*What to do*
Search the records below for the string "ShimError", and report each line that contains it.

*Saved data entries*
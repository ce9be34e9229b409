//! Cache entry: last good value, stale flag, and the subscribers of one key

use crate::cache::config::ReadOptions;
use crate::cache::types::{CacheEvent, CacheKey};
use crate::error::{LinkSwipeError, Result};
use chrono::{DateTime, Utc};
use futures::future::BoxFuture;
use serde_json::Value;
use std::fmt;
use std::sync::Arc;
use std::time::Duration;
use tokio::sync::broadcast;
use tokio::time::Instant;

/// Type-erased producer remembered by an entry so it can be revalidated
/// without the original caller
pub type Fetcher = Arc<dyn Fn() -> BoxFuture<'static, Result<Value>> + Send + Sync>;

/// A cache entry
pub struct CacheEntry {
    /// The cache key
    pub key: CacheKey,

    /// Last successfully fetched value
    pub value: Option<Value>,

    /// Error from the most recent producer call, cleared on success
    pub error: Option<Arc<LinkSwipeError>>,

    /// Marked by invalidation; cleared by a successful fetch
    pub stale: bool,

    /// Policies registered by the most recent read
    pub options: ReadOptions,

    /// Entry metadata
    pub metadata: CacheMetadata,

    pub(crate) fetcher: Option<Fetcher>,

    events: broadcast::Sender<CacheEvent>,
}

impl CacheEntry {
    /// Create an empty entry for `key`
    pub fn new(key: CacheKey, options: ReadOptions, event_capacity: usize) -> Self {
        let (events, _) = broadcast::channel(event_capacity.max(1));

        Self {
            key,
            value: None,
            error: None,
            stale: false,
            options,
            metadata: CacheMetadata::new(),
            fetcher: None,
            events,
        }
    }

    /// Entry holds a value that may be served without refetching
    pub fn is_fresh(&self) -> bool {
        self.value.is_some() && !self.stale
    }

    /// Number of mounted subscribers
    pub fn subscriber_count(&self) -> usize {
        self.events.receiver_count()
    }

    /// At least one subscriber is mounted
    pub fn is_mounted(&self) -> bool {
        self.subscriber_count() > 0
    }

    /// A producer call started less than `deduping_interval` ago
    pub fn within_dedup_window(&self, now: Instant) -> bool {
        match self.metadata.last_fetch_at {
            Some(started) => now.duration_since(started) < self.options.deduping_interval,
            None => false,
        }
    }

    /// Replace the value after a successful fetch or local mutation
    pub fn store_value(&mut self, value: Value) -> u64 {
        self.value = Some(value);
        self.error = None;
        self.stale = false;
        self.metadata.updated_at = Some(Utc::now());
        self.metadata.version += 1;
        self.metadata.version
    }

    /// Record a failed fetch; the previous value stays available
    pub fn store_error(&mut self, error: Arc<LinkSwipeError>) {
        self.error = Some(error);
    }

    /// Mark the entry stale and forget the dedup window so the next read refetches
    ///
    /// A producer call already in flight no longer counts: its result is dropped.
    pub fn mark_stale(&mut self) {
        self.stale = true;
        self.metadata.last_fetch_at = None;
        self.metadata.current_fetch = None;
    }

    /// Mark the entry as read
    pub fn mark_accessed(&mut self) {
        self.metadata.accessed_at = Instant::now();
        self.metadata.access_count += 1;
    }

    /// Time since the entry was last read
    pub fn idle_for(&self, now: Instant) -> Duration {
        now.duration_since(self.metadata.accessed_at)
    }

    /// Subscribe to this entry's events
    pub(crate) fn subscribe(&self) -> broadcast::Receiver<CacheEvent> {
        self.events.subscribe()
    }

    /// Notify subscribers; no-op when nobody is mounted
    pub(crate) fn notify(&self, event: CacheEvent) {
        let _ = self.events.send(event);
    }
}

impl fmt::Debug for CacheEntry {
    fn fmt(&self, f: &mut fmt::Formatter<'_>) -> fmt::Result {
        f.debug_struct("CacheEntry")
            .field("key", &self.key)
            .field("has_value", &self.value.is_some())
            .field("error", &self.error.as_ref().map(|e| e.to_string()))
            .field("stale", &self.stale)
            .field("subscribers", &self.subscriber_count())
            .field("version", &self.metadata.version)
            .finish()
    }
}

/// Metadata associated with a cache entry
#[derive(Debug, Clone)]
pub struct CacheMetadata {
    /// When the entry was created
    pub created_at: DateTime<Utc>,

    /// When the value was last replaced
    pub updated_at: Option<DateTime<Utc>>,

    /// Last read (for eviction and cleanup)
    pub accessed_at: Instant,

    /// Start of the most recent producer call
    pub last_fetch_at: Option<Instant>,

    /// Id of the producer call whose result will be accepted
    pub current_fetch: Option<u64>,

    /// Invalidated while a call was in flight; one follow-up call is owed
    pub refetch_pending: bool,

    /// Number of reads
    pub access_count: u64,

    /// Version number (incremented on every stored value)
    pub version: u64,
}

impl CacheMetadata {
    fn new() -> Self {
        Self {
            created_at: Utc::now(),
            updated_at: None,
            accessed_at: Instant::now(),
            last_fetch_at: None,
            current_fetch: None,
            refetch_pending: false,
            access_count: 0,
            version: 0,
        }
    }
}
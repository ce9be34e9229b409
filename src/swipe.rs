//! Swipe classification and deck state
//!
//! Gestures are classified with a fixed dead zone; the deck only moves
//! forward until it is explicitly reset.

use crate::links::LinkAction;
use serde::{Deserialize, Serialize};
use tracing::debug;

/// Gesture deltas inside this distance are ignored
pub const DEAD_ZONE: f64 = 15.0;

#[derive(Debug, Clone, Copy, PartialEq, Eq, Default, Serialize, Deserialize)]
#[serde(rename_all = "lowercase")]
pub enum SwipeDirection {
    Left,
    Right,
    Top,
    #[default]
    None,
}

impl SwipeDirection {
    /// Action recorded for a swipe in this direction
    pub fn action(&self) -> Option<LinkAction> {
        match self {
            SwipeDirection::Right => Some(LinkAction::Like),
            SwipeDirection::Left => Some(LinkAction::Skip),
            SwipeDirection::Top => Some(LinkAction::Favorite),
            SwipeDirection::None => None,
        }
    }
}

/// Classify a gesture from its deltas in pixels
pub fn classify_gesture(dx: f64, dy: f64) -> SwipeDirection {
    let horizontal = dx.abs() > dy.abs();

    if horizontal && dx > DEAD_ZONE {
        SwipeDirection::Right
    } else if horizontal && dx < -DEAD_ZONE {
        SwipeDirection::Left
    } else if dy < -DEAD_ZONE {
        SwipeDirection::Top
    } else {
        SwipeDirection::None
    }
}

#[derive(Debug, Clone, Copy, PartialEq, Eq, Default, Serialize, Deserialize)]
pub struct SwipeState {
    pub direction: SwipeDirection,
    pub active_index: usize,
    pub is_finished: bool,
}

/// Move past card `current` of `total`
pub fn advance(current: usize, total: usize) -> SwipeState {
    SwipeState {
        direction: SwipeDirection::None,
        active_index: current + 1,
        is_finished: current + 1 >= total,
    }
}

pub fn reset() -> SwipeState {
    SwipeState::default()
}

/// Outcome of one gesture on the deck
#[derive(Debug, Clone, PartialEq)]
pub struct Swiped<T> {
    pub card: T,
    pub direction: SwipeDirection,
    pub action: LinkAction,
}

/// A stack of cards triaged one swipe at a time
#[derive(Debug, Clone)]
pub struct SwipeDeck<T> {
    cards: Vec<T>,
    state: SwipeState,
}

impl<T: Clone> SwipeDeck<T> {
    pub fn new(cards: Vec<T>) -> Self {
        let state = SwipeState {
            is_finished: cards.is_empty(),
            ..SwipeState::default()
        };
        Self { cards, state }
    }

    pub fn state(&self) -> SwipeState {
        self.state
    }

    pub fn len(&self) -> usize {
        self.cards.len()
    }

    pub fn is_empty(&self) -> bool {
        self.cards.is_empty()
    }

    /// Card currently on top, `None` once finished
    pub fn current(&self) -> Option<&T> {
        if self.state.is_finished {
            return None;
        }
        self.cards.get(self.state.active_index)
    }

    /// Cards not swiped yet
    pub fn remaining(&self) -> usize {
        self.cards.len().saturating_sub(self.state.active_index)
    }

    /// Apply a gesture
    ///
    /// Returns the swiped card and its action, or `None` when the gesture
    /// stays in the dead zone or the deck is finished.
    pub fn swipe(&mut self, dx: f64, dy: f64) -> Option<Swiped<T>> {
        let direction = classify_gesture(dx, dy);
        self.swipe_direction(direction)
    }

    /// Apply an already classified direction
    pub fn swipe_direction(&mut self, direction: SwipeDirection) -> Option<Swiped<T>> {
        let action = direction.action()?;
        let card = self.current()?.clone();

        self.state = SwipeState {
            direction,
            ..advance(self.state.active_index, self.cards.len())
        };
        debug!(
            "Swiped {:?} at card {}/{}",
            direction,
            self.state.active_index,
            self.cards.len()
        );

        Some(Swiped {
            card,
            direction,
            action,
        })
    }

    /// Back to the first card
    pub fn reset(&mut self) {
        self.state = SwipeState {
            is_finished: self.cards.is_empty(),
            ..reset()
        };
    }

    /// Replace the cards and start over
    pub fn replace(&mut self, cards: Vec<T>) {
        self.cards = cards;
        self.reset();
    }
}
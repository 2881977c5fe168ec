//! Host-side sinks for guest console output.

/// Console stream a guest wrote to.
#[derive(Debug, Clone, Copy, PartialEq, Eq, Hash)]
pub enum Stream {
    Stdout,
    Stderr,
}

impl Stream {
    /// Map a WASI file descriptor to a console stream.
    pub fn from_fd(fd: i32) -> Option<Self> {
        match fd {
            1 => Some(Stream::Stdout),
            2 => Some(Stream::Stderr),
            _ => None,
        }
    }
}

/// Receives the raw bytes of the guest's `fd_write` calls, in call order.
///
/// A multi-byte character may be split across calls, so sinks decode only
/// once they hold complete text.
pub trait ConsoleSink: Send + 'static {
    fn write(&mut self, stream: Stream, bytes: &[u8]);
}

/// Records every chunk exactly as written.
impl ConsoleSink for Vec<(Stream, Vec<u8>)> {
    fn write(&mut self, stream: Stream, bytes: &[u8]) {
        self.push((stream, bytes.to_vec()));
    }
}

/// Unterminated bytes of one stream, stamped with when they started.
#[derive(Debug, Default)]
struct Partial {
    bytes: Vec<u8>,
    since: u64,
}

/// Line-oriented transcript of both console streams.
///
/// Each stream buffers its own partial line; a line is appended to the shared
/// transcript when its newline arrives, so lines keep the order in which they
/// were completed across stdout and stderr. Lines are decoded as lossy UTF-8
/// only once complete.
#[derive(Debug, Default)]
pub struct Transcript {
    lines: Vec<String>,
    stdout: Partial,
    stderr: Partial,
    writes: u64,
}

impl Transcript {
    pub fn new() -> Self {
        Self::default()
    }

    /// Start from lines that were produced before the guest ran.
    pub fn with_lines(lines: Vec<String>) -> Self {
        Self {
            lines,
            ..Self::default()
        }
    }

    /// Completed lines so far.
    pub fn lines(&self) -> &[String] {
        &self.lines
    }

    /// Flush unterminated text, earliest started first, and return all lines.
    pub fn finish(mut self) -> Vec<String> {
        let mut pending = [
            std::mem::take(&mut self.stdout),
            std::mem::take(&mut self.stderr),
        ];
        pending.sort_by_key(|partial| partial.since);
        for partial in pending {
            if !partial.bytes.is_empty() {
                self.lines.push(decode(&partial.bytes));
            }
        }
        self.lines
    }
}

impl ConsoleSink for Transcript {
    fn write(&mut self, stream: Stream, bytes: &[u8]) {
        if bytes.is_empty() {
            return;
        }
        self.writes += 1;
        let partial = match stream {
            Stream::Stdout => &mut self.stdout,
            Stream::Stderr => &mut self.stderr,
        };
        if partial.bytes.is_empty() {
            partial.since = self.writes;
        }
        partial.bytes.extend_from_slice(bytes);

        while let Some(newline) = partial.bytes.iter().position(|&b| b == b'\n') {
            let mut line: Vec<u8> = partial.bytes.drain(..=newline).collect();
            line.pop();
            if line.last() == Some(&b'\r') {
                line.pop();
            }
            self.lines.push(decode(&line));
            partial.since = self.writes;
        }
    }
}

fn decode(bytes: &[u8]) -> String {
    String::from_utf8_lossy(bytes).into_owned()
}
//! Subscriber setup. Logs go to stderr, or to a daily-rotated file when a
//! log directory is given, so stdout stays reserved for run output.

use anyhow::Context;
use std::path::PathBuf;
use tracing_appender::non_blocking::WorkerGuard;
use tracing_subscriber::{EnvFilter, fmt};

/// Environment variable holding the filter directives.
pub const LOG_ENV: &str = "POLYRUN_LOG";

const DEFAULT_DIRECTIVES: &str = "warn";
const LOG_FILE_PREFIX: &str = "polyrun.log";

#[derive(Debug, Clone, Default)]
pub struct LogOptions {
    /// Directory for rotated log files
    pub dir: Option<PathBuf>,
    /// Emit one JSON object per event
    pub json: bool,
}

/// Install the global subscriber. The returned guard flushes the file
/// writer on drop and must be held until exit.
pub fn init_logging(options: &LogOptions) -> anyhow::Result<Option<WorkerGuard>> {
    let filter = EnvFilter::new(directives(std::env::var(LOG_ENV).ok()));

    let Some(dir) = &options.dir else {
        let builder = fmt().with_env_filter(filter).with_writer(std::io::stderr);
        if options.json {
            builder.json().try_init()
        } else {
            builder.try_init()
        }
        .map_err(|e| anyhow::anyhow!("Failed to install log subscriber: {}", e))?;
        return Ok(None);
    };

    std::fs::create_dir_all(dir)
        .with_context(|| format!("Failed to create log directory {}", dir.display()))?;
    let (writer, guard) =
        tracing_appender::non_blocking(tracing_appender::rolling::daily(dir, LOG_FILE_PREFIX));
    let builder = fmt()
        .with_env_filter(filter)
        .with_writer(writer)
        .with_ansi(false);
    if options.json {
        builder.json().try_init()
    } else {
        builder.try_init()
    }
    .map_err(|e| anyhow::anyhow!("Failed to install log subscriber: {}", e))?;

    Ok(Some(guard))
}

fn directives(from_env: Option<String>) -> String {
    from_env
        .filter(|value| !value.trim().is_empty())
        .unwrap_or_else(|| DEFAULT_DIRECTIVES.to_string())
}
//! polyrun core crate
//!
//! Shared types for every execution backend:
//!
//! - [`ExecutionResult`]: the normalized outcome of a run
//! - [`CodeRunner`]: the capability every language backend implements
//! - [`LoadError`] / [`ExecutionError`]: the error taxonomy
//! - [`compose`]: how learner code and a validation script become one program

pub mod compose;
pub mod error;
pub mod result;
pub mod runner;

// Re-export main types for convenience
pub use error::{ExecutionError, LoadError};
pub use result::{ExecutionResult, FailureKind};
pub use runner::{BackendKind, CodeRunner};
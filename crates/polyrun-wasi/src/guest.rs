//! Running a guest module's entry point against the shim.

use crate::console::ConsoleSink;
use crate::error::{GuestExit, ShimError};
use crate::shim::{self, GuestSystem, ImportPolicy};
use wasmtime::{Engine, Module, Store};

/// How a guest run ended.
#[derive(Debug, Clone, PartialEq, Eq)]
pub enum GuestStatus {
    /// `_start` returned without calling `proc_exit`
    Returned,
    /// `proc_exit` was called with this code
    Exited(i32),
    /// Guest trapped, failed to instantiate, or had no entry point
    Trapped(String),
    /// The shim could not serve the guest
    Defect(ShimError),
}

impl GuestStatus {
    /// Process exit code, when the guest terminated normally.
    pub fn exit_code(&self) -> Option<i32> {
        match self {
            GuestStatus::Returned => Some(0),
            GuestStatus::Exited(code) => Some(*code),
            GuestStatus::Trapped(_) | GuestStatus::Defect(_) => None,
        }
    }

    pub fn is_success(&self) -> bool {
        self.exit_code() == Some(0)
    }
}

/// Final status plus the sink holding everything the guest wrote.
#[derive(Debug)]
pub struct GuestOutcome<S> {
    pub status: GuestStatus,
    pub sink: S,
}

/// Runs command-style guest modules (those exporting `_start`).
#[derive(Debug, Clone, Copy, Default)]
pub struct WasiShim {
    policy: ImportPolicy,
}

impl WasiShim {
    pub fn new(policy: ImportPolicy) -> Self {
        Self { policy }
    }

    /// Instantiate `module`, bind its memory, and run `_start` to completion.
    ///
    /// Blocks the calling thread for as long as the guest runs.
    pub fn start<S: ConsoleSink>(&self, engine: &Engine, module: &Module, sink: S) -> GuestOutcome<S> {
        let linker = match shim::linker::<S>(engine, module, self.policy) {
            Ok(linker) => linker,
            Err(defect) => {
                return GuestOutcome {
                    status: GuestStatus::Defect(defect),
                    sink,
                };
            }
        };

        let mut store = Store::new(engine, GuestSystem::new(sink));
        let status = match linker.instantiate(&mut store, module) {
            Err(e) => classify(e, store.data().exit_code()),
            Ok(instance) => {
                if let Some(memory) = instance.get_memory(&mut store, "memory") {
                    store.data_mut().bind_memory(memory);
                }
                match instance.get_typed_func::<(), ()>(&mut store, "_start") {
                    Err(_) => GuestStatus::Trapped("guest module does not export `_start`".to_string()),
                    Ok(entry) => match entry.call(&mut store, ()) {
                        Ok(()) => GuestStatus::Returned,
                        Err(e) => classify(e, store.data().exit_code()),
                    },
                }
            }
        };

        tracing::debug!("Guest finished: {:?}", status);
        GuestOutcome {
            status,
            sink: store.into_data().into_sink(),
        }
    }
}

/// Sort a wasmtime error into exit, shim defect, or genuine trap.
fn classify(err: wasmtime::Error, recorded_exit: Option<i32>) -> GuestStatus {
    if let Some(GuestExit(code)) = err.downcast_ref::<GuestExit>() {
        return GuestStatus::Exited(recorded_exit.unwrap_or(*code));
    }
    if let Some(defect) = err.downcast_ref::<ShimError>() {
        return GuestStatus::Defect(defect.clone());
    }
    if let Some(trap) = err.downcast_ref::<wasmtime::Trap>() {
        return GuestStatus::Trapped(trap.to_string());
    }
    GuestStatus::Trapped(err.to_string())
}
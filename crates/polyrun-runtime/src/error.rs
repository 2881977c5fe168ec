//! Error types for runtime setup

use thiserror::Error;

/// Result type for runtime setup operations
pub type Result<T> = std::result::Result<T, RuntimeError>;

/// Errors raised while configuring the sandbox, before any backend loads.
#[derive(Debug, Error)]
pub enum RuntimeError {
    /// Configuration errors
    #[error("Configuration error: {0}")]
    Config(String),

    /// TOML parsing errors
    #[error("TOML error: {0}")]
    Toml(#[from] toml::de::Error),

    /// IO errors
    #[error("IO error: {0}")]
    Io(#[from] std::io::Error),

    /// A backend dependency could not be prepared
    #[error(transparent)]
    Load(#[from] polyrun_core::LoadError),
}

*Finished task*
use crate::error::{GuestExit, ShimError};
    Defect(ShimError),
    if let Some(defect) = err.downcast_ref::<ShimError>() {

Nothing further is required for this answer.